La forma de elección de
nuestros representantes, necesaria y adecuada para consolidar la democracia
tras décadas de dictadura, no nos representa y las dotadas y caras
instituciones de garantía han dejado de ser comisiones de control para
convertirse en instrumentos de los partidos y del Gobierno al que debieran
vigilar. Sencillamente, están a sus órdenes, pendientes de sus intereses e
instrucciones.
El príncipe de cada
partido designa a los diputados y senadores que nombran directa o
indirectamente a los miembros del Tribunal Constitucional, Consejo General,
Defensor… y terminan nombrando a sus ministros y a gran parte de la
Administración central, autonómica y local, también a los consejeros de
empresas públicas, del Banco de España… Esto ocurre hoy, cuando es más
necesario que nunca poner freno al caciquismo y clientelismo de la función
pública, entre otras cosas porque oculta y facilita la corrupción. Por eso, el
cambio también implica sacar a los amigos y familiares de los cargos públicos y
eliminar los privilegios de aquellos partidos políticos que han recibido dinero
de forma ilimitada de cajas y bancos que salvamos de la quiebra con nuestros
impuestos.
Es más necesario que
nunca frenar la corrupción, el caciquismo y el clientelismo
¿Qué duda cabe?

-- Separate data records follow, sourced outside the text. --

#[cfg(test)]
mod tests {
    use super::*;
    use hearth_core::GameObjectDesc;

    fn desc(name: &str, index: u8) -> WorldDesc {
        WorldDesc {
            name: name.to_owned(),
            index,
            ..WorldDesc::default()
        }
    }

    #[test]
    fn test_game_loop_creation() {
        let game_loop = GameLoop::new(GameLoopConfig::default());
        assert_eq!(game_loop.frame_count(), 0);
        assert!(game_loop.worlds().is_empty());
    }

    #[test]
    fn test_from_config_creates_world() {
        let game_loop = GameLoop::from_config(&EngineConfig::default()).unwrap();
        assert_eq!(game_loop.worlds().len(), 1);
        assert!(game_loop.world(0).is_some());
    }

    #[test]
    fn test_worlds_kept_in_index_order() {
        let mut game_loop = GameLoop::new(GameLoopConfig::default());
        game_loop.add_world(desc("b", 5)).unwrap();
        game_loop.add_world(desc("a", 2)).unwrap();
        game_loop.add_world(desc("c", 9)).unwrap();

        let indices: Vec<u8> = game_loop.worlds().iter().map(World::index).collect();
        assert_eq!(indices, vec![2, 5, 9]);
        assert_eq!(game_loop.world(5).unwrap().name(), "b");
    }

    #[test]
    fn test_duplicate_world_index() {
        let mut game_loop = GameLoop::new(GameLoopConfig::default());
        game_loop.add_world(desc("a", 1)).unwrap();
        let result = game_loop.add_world(desc("b", 1));
        assert!(matches!(result, Err(EngineError::DuplicateWorldIndex(1))));
    }

    #[test]
    fn test_remove_world() {
        let mut game_loop = GameLoop::new(GameLoopConfig::default());
        game_loop.add_world(desc("a", 1)).unwrap();
        assert!(game_loop.remove_world(1).is_some());
        assert!(game_loop.remove_world(1).is_none());
        assert!(game_loop.world(1).is_none());
    }

    #[test]
    fn test_step_updates_every_world() {
        let mut game_loop = GameLoop::new(GameLoopConfig::default());
        game_loop.add_world(desc("a", 0)).unwrap();
        game_loop.add_world(desc("b", 1)).unwrap();

        let stats = game_loop.step(1.0 / 60.0);
        assert_eq!(stats.frame, 0);
        assert_eq!(stats.worlds, 2);
        assert_eq!(game_loop.frame_count(), 1);
        assert_eq!(game_loop.world(0).unwrap().frame(), 1);
        assert_eq!(game_loop.world(1).unwrap().frame(), 1);
    }

    #[test]
    fn test_delta_is_clamped() {
        let config = GameLoopConfig {
            max_delta_seconds: 0.05,
            ..GameLoopConfig::default()
        };
        let mut game_loop = GameLoop::new(config);
        game_loop.add_world(desc("a", 0)).unwrap();

        game_loop.step(2.0);
        let clock = game_loop.world(0).unwrap().clock();
        assert!((clock.delta_seconds() - 0.05).abs() < f32::EPSILON);

        game_loop.step(-1.0);
        assert!(game_loop.world(0).unwrap().clock().delta_seconds().abs() < f32::EPSILON);
    }

    #[test]
    fn test_worlds_are_independent() {
        let mut game_loop = GameLoop::new(GameLoopConfig::default());
        game_loop.add_world(desc("a", 0)).unwrap();
        game_loop.add_world(desc("b", 1)).unwrap();

        let object = game_loop
            .world_mut(0)
            .unwrap()
            .create_object(GameObjectDesc::new("only-in-a"))
            .unwrap();
        game_loop.step(0.016);

        assert!(game_loop.world(0).unwrap().contains_object(object));
        assert!(!game_loop.world(1).unwrap().contains_object(object));
    }

    #[test]
    fn test_run_frames() {
        let config = GameLoopConfig {
            target_fps: 1000,
            ..GameLoopConfig::default()
        };
        let mut game_loop = GameLoop::new(config);
        game_loop.add_world(desc("a", 0)).unwrap();

        game_loop.run_until(|lp| lp.frame_count() >= 3);
        assert_eq!(game_loop.frame_count(), 3);
        assert_eq!(game_loop.stats().frames_recorded, 3);
    }

    #[test]
    fn test_stats_accumulator() {
        let mut acc = FrameStatsAccumulator::new();
        let budget = Duration::from_micros(16_666);

        for i in 0..100 {
            acc.record(
                FrameStats {
                    total_us: 10_000 + (i * 100),
                    init_us: 500,
                    messages_us: 1000,
                    phase_us: [1000, 4000, 1000, 500],
                    transforms_us: 2000,
                    deletions_us: 100,
                    frame: i,
                    worlds: 1,
                },
                budget,
            );
        }

        assert_eq!(acc.frames_recorded, 100);
        assert_eq!(acc.phases_us_sum, 650_000);
        assert!(acc.avg_fps() > 50.0);
        assert!(acc.avg_fps() < 100.0);
        // 10_000 + i * 100 exceeds 16_666 for i in 67..100.
        assert_eq!(acc.frames_over_budget, 33);
    }
}
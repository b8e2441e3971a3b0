//! # Projectiles
//!
//! Spawned by units when they fire. A projectile learns its target through
//! an `AfterInitialized` message, flies toward it and damages the target
//! object on arrival.

use hearth_core::scene::{
    Component, ComponentContext, ComponentManager, ComponentMode, GameObjectDesc, GameObjectHandle, Message,
    MessageTarget, MsgQueueType, UpdateFunctionDesc, UpdatePhase, World,
};
use hearth_core::WorldResult;
use hearth_shared::{Transform, Vec3};

use super::unit::{MsgApplyDamage, MsgSetTarget};

/// Name of spawned projectile objects.
pub const PROJECTILE_NAME: &str = "projectile";

/// Seconds a projectile flies before it is removed.
pub const PROJECTILE_LIFETIME_SECONDS: f64 = 5.0;

/// Distance at which a projectile counts as arrived.
const HIT_RADIUS: f32 = 0.5;

/// Where a projectile goes this frame.
#[derive(Clone, Copy, Debug, PartialEq)]
enum Flight {
    /// No target yet.
    Waiting,
    /// Still on the way.
    Moved(Vec3),
    /// Reached its goal; carries the object to damage, if any.
    Arrived(Option<GameObjectHandle>),
    /// Lifetime over or target gone.
    Expired,
}

/// A shot in flight.
#[derive(Clone, Debug, PartialEq)]
pub struct ProjectileComponent {
    /// Units per second.
    pub speed: f32,
    /// Damage dealt to a target object.
    pub damage: i32,
    target_object: GameObjectHandle,
    target_position: Vec3,
    launched_at: Option<f64>,
}

impl Default for ProjectileComponent {
    fn default() -> Self {
        Self {
            speed: 40.0,
            damage: 10,
            target_object: GameObjectHandle::INVALID,
            target_position: Vec3::ZERO,
            launched_at: None,
        }
    }
}

impl ProjectileComponent {
    /// True once a target arrived.
    #[must_use]
    pub const fn is_launched(&self) -> bool {
        self.launched_at.is_some()
    }

    /// Object being chased; invalidated for position targets.
    #[must_use]
    pub const fn target_object(&self) -> GameObjectHandle {
        self.target_object
    }

    /// Point being chased when no object is targeted.
    #[must_use]
    pub const fn target_position(&self) -> Vec3 {
        self.target_position
    }

    fn advance(
        &self,
        now: f64,
        delta_seconds: f32,
        position: Vec3,
        locate: impl Fn(GameObjectHandle) -> Option<Vec3>,
    ) -> Flight {
        let Some(launched_at) = self.launched_at else {
            return Flight::Waiting;
        };
        if now - launched_at >= PROJECTILE_LIFETIME_SECONDS {
            return Flight::Expired;
        }

        let (goal, victim) = if self.target_object.is_invalidated() {
            (self.target_position, None)
        } else {
            match locate(self.target_object) {
                Some(goal) => (goal, Some(self.target_object)),
                None => return Flight::Expired,
            }
        };

        let offset = goal - position;
        let distance = offset.length();
        let step = self.speed * delta_seconds;
        if distance <= HIT_RADIUS + step {
            Flight::Arrived(victim)
        } else {
            Flight::Moved(position + offset * (step / distance))
        }
    }
}

impl Component for ProjectileComponent {
    fn handle_message(&mut self, message: &mut dyn Message, ctx: &mut ComponentContext<'_>) -> bool {
        let Some(msg) = message.downcast_ref::<MsgSetTarget>() else {
            return false;
        };
        self.target_object = msg.object;
        self.target_position = msg.position;
        self.launched_at = Some(ctx.view().clock().accumulated_seconds());
        true
    }

    fn type_name() -> &'static str {
        "ProjectileComponent"
    }

    fn mode() -> ComponentMode {
        ComponentMode::Dynamic
    }

    fn register_update_functions(manager: &mut ComponentManager<Self>) {
        manager.register_update_function(
            UpdateFunctionDesc::<Self>::new("projectile_update", UpdatePhase::PostAsync, |range, ctx| {
                let objects = ctx.view.objects();
                let commands = ctx.view.commands();
                let clock = ctx.view.clock();
                for slot in range.iter().filter(|slot| slot.is_active()) {
                    let owner = slot.owner();
                    let Some(current) = objects.compute_global_transform(owner) else {
                        continue;
                    };
                    let flight = slot.advance(
                        clock.accumulated_seconds(),
                        clock.delta_seconds(),
                        current.position,
                        |target| objects.compute_global_transform(target).map(|t| t.position),
                    );
                    match flight {
                        Flight::Waiting => {}
                        Flight::Moved(position) => {
                            commands.set_local_transform(owner, Transform { position, ..current });
                        }
                        Flight::Arrived(victim) => {
                            if let Some(victim) = victim {
                                commands.post_message(
                                    MessageTarget::Object(victim),
                                    MsgApplyDamage { damage: slot.damage },
                                    MsgQueueType::PostTransform,
                                );
                            }
                            commands.delete_object_delayed(owner);
                        }
                        Flight::Expired => commands.delete_object_delayed(owner),
                    }
                }
            })
            .only_when_simulating(),
        );
    }
}

/// Creates a projectile at `transform` and hands it `target` once it is
/// initialized.
///
/// # Errors
///
/// Fails if the object or its component cannot be created.
pub fn spawn_projectile(
    world: &mut World,
    transform: Transform,
    team_id: u16,
    target: MsgSetTarget,
) -> WorldResult<GameObjectHandle> {
    let object = world.create_object(
        GameObjectDesc::new(PROJECTILE_NAME)
            .with_transform(transform)
            .with_team(team_id)
            .dynamic(),
    )?;
    world.create_component(object, ProjectileComponent::default())?;
    world.post_message(object, target, MsgQueueType::AfterInitialized);
    Ok(object)
}

#[cfg(test)]
mod tests {
    use super::*;

    fn launched(target: MsgSetTarget) -> ProjectileComponent {
        ProjectileComponent {
            target_object: target.object,
            target_position: target.position,
            launched_at: Some(0.0),
            ..ProjectileComponent::default()
        }
    }

    #[test]
    fn test_waits_for_target() {
        let projectile = ProjectileComponent::default();
        assert_eq!(projectile.advance(1.0, 0.1, Vec3::ZERO, |_| None), Flight::Waiting);
    }

    #[test]
    fn test_moves_toward_position() {
        let projectile = launched(MsgSetTarget {
            position: Vec3::new(0.0, 0.0, 100.0),
            ..MsgSetTarget::default()
        });
        let Flight::Moved(position) = projectile.advance(0.1, 0.1, Vec3::ZERO, |_| None) else {
            panic!("projectile should still be flying");
        };
        assert!(position.approx_eq(Vec3::new(0.0, 0.0, 4.0), 1e-4));
    }

    #[test]
    fn test_arrival_reports_victim() {
        let target = GameObjectHandle::new(3, 0, 0);
        let projectile = launched(MsgSetTarget {
            object: target,
            ..MsgSetTarget::default()
        });
        let flight = projectile.advance(0.1, 0.1, Vec3::ZERO, |_| Some(Vec3::new(1.0, 0.0, 0.0)));
        assert_eq!(flight, Flight::Arrived(Some(target)));
    }

    #[test]
    fn test_expires() {
        let target = GameObjectHandle::new(3, 0, 0);
        let projectile = launched(MsgSetTarget {
            object: target,
            ..MsgSetTarget::default()
        });
        assert_eq!(projectile.advance(0.1, 0.1, Vec3::ZERO, |_| None), Flight::Expired);
        assert_eq!(
            projectile.advance(PROJECTILE_LIFETIME_SECONDS, 0.1, Vec3::ZERO, |_| Some(Vec3::Z)),
            Flight::Expired
        );
    }
}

Los
partidos endogámicos están contribuyendo a debilitar la democracia al
instrumentalizar las instituciones de garantía en su propio interés y
convertirlas en muros de contención de las protestas. Cuando las cosas van mal,
cuando arrecian los gritos de indignación de la gente, piden un informe o
aprueban una norma para intimidar.
Han convertido la ley
en propaganda, en objeto de consumo. Se anuncian, tramitan y reforman para
calmar los ánimos, para distraer la atención o desarticular una protesta. Leyes
ligeras, sin consistencia, aprobadas para la galería y a menudo poco claras,
coyunturales, sin vocación de continuidad, incluso mal redactadas, con un
exasperante legalismo, un exceso de concreción, de rigidez, de detalle basado
en la idea interesada de que la realidad social puede y debe controlarse
totalmente por las normas.
Por eso repiten sin rubor
“la legalidad y la constitucionalidad por encima de todo”, porque defienden su
legalidad y su constitucionalidad y la defienden porque está a su servicio y
con ella nos amenazan. Incluso pueden convertir la reforma constitucional en
una “pose” y decirnos que todo lo hacen por nuestro bien. Pero cuando los
poderes democráticos necesitan levantar murallas de papel legal para protegerse
es que algo se ha roto en el fondo del sistema.
En fin, que la
Constitución vigente, a la que rendimos culto por los servicios prestados, ya
no es ni eficiente ni suficiente para garantizar nuestros derechos y controlar
al nuevo capitalismo financiero global, ante el cual nuestros dirigentes han
levantado los brazos. El resultado es el triunfo absoluto de la lógica mercantil
frente a unos ciudadanos cada día más debilitados, agotados de tanto competir.
Tan peligroso es no
afrontar la situación como afrontarla desde una perspectiva apocalíptica
Es verdad que el
problema en gran medida es global y que siempre ponemos más énfasis en los
momentos de crisis que en las buenas situaciones, al igual que la enfermedad
siempre se siente más que la salud, pero tampoco podemos engañarnos, estamos en
un momento desesperadamente y, en parte, artificialmente complicado, con
conflictos territoriales muy graves sin resolver por miedo a abrir el debate.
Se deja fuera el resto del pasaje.